◆ SOURCE DATA

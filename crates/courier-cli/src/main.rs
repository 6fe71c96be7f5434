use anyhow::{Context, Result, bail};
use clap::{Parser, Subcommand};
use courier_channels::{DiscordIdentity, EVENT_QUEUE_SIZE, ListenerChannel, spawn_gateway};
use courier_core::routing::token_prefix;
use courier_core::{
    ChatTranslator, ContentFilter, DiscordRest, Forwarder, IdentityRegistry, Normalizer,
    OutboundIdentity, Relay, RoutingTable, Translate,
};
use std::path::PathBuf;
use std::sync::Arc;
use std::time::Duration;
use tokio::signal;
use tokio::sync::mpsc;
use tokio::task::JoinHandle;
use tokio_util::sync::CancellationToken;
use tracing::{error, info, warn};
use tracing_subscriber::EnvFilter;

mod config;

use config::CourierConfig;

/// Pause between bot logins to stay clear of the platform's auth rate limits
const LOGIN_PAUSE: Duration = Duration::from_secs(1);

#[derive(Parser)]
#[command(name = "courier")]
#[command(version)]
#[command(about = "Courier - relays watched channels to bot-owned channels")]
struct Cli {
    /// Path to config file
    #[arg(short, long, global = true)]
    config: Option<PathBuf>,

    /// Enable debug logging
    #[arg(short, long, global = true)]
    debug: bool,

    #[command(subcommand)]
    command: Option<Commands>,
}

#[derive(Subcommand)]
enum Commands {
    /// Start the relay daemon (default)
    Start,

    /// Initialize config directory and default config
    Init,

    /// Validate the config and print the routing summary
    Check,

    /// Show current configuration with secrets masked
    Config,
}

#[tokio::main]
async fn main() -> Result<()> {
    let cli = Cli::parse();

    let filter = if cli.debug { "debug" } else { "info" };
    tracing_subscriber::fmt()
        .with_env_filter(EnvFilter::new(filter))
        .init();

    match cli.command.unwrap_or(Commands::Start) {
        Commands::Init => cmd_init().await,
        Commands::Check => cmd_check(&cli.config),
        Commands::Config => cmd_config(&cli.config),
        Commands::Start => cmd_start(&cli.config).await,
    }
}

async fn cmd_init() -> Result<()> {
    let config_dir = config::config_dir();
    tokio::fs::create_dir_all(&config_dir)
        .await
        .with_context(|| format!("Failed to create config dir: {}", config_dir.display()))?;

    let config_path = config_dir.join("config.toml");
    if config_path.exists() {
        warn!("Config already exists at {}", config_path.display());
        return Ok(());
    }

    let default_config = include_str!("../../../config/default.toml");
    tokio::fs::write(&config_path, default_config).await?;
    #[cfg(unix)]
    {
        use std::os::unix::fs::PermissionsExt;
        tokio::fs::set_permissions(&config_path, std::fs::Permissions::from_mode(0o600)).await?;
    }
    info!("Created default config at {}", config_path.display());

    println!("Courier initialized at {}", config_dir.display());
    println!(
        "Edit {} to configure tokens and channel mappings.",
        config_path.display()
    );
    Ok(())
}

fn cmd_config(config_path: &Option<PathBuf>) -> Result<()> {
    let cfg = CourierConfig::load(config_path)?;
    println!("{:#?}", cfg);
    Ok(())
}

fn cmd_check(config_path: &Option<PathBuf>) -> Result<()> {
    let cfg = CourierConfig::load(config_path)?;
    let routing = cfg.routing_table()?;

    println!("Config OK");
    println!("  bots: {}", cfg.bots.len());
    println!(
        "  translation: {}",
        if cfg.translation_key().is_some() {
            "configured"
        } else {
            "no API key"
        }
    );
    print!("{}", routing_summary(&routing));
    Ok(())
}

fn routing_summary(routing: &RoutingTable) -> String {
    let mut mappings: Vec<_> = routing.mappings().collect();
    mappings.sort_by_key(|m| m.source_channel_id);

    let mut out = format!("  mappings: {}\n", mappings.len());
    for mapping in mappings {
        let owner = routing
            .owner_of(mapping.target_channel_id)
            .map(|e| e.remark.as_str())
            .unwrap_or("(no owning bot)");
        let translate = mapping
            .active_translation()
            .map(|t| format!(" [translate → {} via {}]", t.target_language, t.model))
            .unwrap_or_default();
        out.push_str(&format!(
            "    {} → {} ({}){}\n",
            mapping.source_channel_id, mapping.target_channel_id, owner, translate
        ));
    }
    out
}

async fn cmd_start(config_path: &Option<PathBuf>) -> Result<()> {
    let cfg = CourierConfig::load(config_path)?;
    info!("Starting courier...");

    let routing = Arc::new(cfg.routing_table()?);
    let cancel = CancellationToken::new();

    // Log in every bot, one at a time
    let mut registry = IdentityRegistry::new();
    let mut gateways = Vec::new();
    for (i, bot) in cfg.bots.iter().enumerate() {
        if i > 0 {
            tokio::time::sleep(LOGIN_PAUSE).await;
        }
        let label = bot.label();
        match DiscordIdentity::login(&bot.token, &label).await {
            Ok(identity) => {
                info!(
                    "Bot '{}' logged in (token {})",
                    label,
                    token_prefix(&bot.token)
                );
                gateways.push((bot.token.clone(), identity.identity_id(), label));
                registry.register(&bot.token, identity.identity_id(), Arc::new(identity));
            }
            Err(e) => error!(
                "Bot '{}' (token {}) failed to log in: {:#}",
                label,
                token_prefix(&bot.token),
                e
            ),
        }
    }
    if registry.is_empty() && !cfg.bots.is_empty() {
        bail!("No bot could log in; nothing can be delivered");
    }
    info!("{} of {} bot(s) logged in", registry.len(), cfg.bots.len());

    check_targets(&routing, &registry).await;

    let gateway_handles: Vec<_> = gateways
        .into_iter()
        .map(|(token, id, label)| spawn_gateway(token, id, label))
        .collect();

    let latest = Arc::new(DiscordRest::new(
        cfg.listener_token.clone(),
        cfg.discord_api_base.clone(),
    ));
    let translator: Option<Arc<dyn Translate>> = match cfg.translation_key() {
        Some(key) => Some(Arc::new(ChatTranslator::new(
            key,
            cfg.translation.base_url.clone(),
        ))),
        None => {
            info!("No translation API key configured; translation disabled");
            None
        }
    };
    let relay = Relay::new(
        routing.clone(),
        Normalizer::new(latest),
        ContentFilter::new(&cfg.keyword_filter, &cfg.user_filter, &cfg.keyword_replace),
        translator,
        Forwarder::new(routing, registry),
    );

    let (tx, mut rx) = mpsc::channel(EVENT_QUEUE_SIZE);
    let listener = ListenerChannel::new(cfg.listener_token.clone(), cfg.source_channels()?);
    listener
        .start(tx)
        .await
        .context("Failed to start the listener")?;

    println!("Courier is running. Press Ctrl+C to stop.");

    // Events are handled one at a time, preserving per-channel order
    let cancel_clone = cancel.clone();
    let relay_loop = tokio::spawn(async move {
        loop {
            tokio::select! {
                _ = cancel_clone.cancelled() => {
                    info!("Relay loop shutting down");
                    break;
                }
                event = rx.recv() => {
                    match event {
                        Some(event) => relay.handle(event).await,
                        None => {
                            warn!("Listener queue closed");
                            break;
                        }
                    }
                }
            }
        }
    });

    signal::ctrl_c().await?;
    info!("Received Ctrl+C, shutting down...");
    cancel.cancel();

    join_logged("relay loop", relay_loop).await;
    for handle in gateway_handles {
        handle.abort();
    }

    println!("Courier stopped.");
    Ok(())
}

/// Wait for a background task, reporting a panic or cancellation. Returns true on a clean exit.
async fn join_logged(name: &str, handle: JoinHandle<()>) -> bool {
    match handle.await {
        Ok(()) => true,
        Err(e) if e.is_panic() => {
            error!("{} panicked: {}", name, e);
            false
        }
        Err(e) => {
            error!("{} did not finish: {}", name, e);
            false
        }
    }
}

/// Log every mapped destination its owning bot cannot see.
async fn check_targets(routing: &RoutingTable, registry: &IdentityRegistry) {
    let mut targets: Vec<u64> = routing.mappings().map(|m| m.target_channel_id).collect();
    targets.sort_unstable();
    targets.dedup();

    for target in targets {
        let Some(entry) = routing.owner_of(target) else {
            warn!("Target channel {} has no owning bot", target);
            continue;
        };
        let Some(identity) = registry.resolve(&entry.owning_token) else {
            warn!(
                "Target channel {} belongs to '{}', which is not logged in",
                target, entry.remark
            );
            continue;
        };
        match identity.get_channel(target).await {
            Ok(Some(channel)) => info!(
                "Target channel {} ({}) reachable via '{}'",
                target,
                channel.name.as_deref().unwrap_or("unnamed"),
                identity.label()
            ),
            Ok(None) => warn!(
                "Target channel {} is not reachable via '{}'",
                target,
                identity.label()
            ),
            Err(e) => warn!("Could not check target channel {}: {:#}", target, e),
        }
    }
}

◆ EXERCISE PROMPT
Write out exactly the lines above between the line with "mapping.target_channel_id, owner, translate" and the line with "let label = bot.label();", inclusive, and nothing beyond them.

◆ FINISHED TASK
            mapping.source_channel_id, mapping.target_channel_id, owner, translate
        ));
    }
    out
}

async fn cmd_start(config_path: &Option<PathBuf>) -> Result<()> {
    let cfg = CourierConfig::load(config_path)?;
    info!("Starting courier...");

    let routing = Arc::new(cfg.routing_table()?);
    let cancel = CancellationToken::new();

    // Log in every bot, one at a time
    let mut registry = IdentityRegistry::new();
    let mut gateways = Vec::new();
    for (i, bot) in cfg.bots.iter().enumerate() {
        if i > 0 {
            tokio::time::sleep(LOGIN_PAUSE).await;
        }
        let label = bot.label();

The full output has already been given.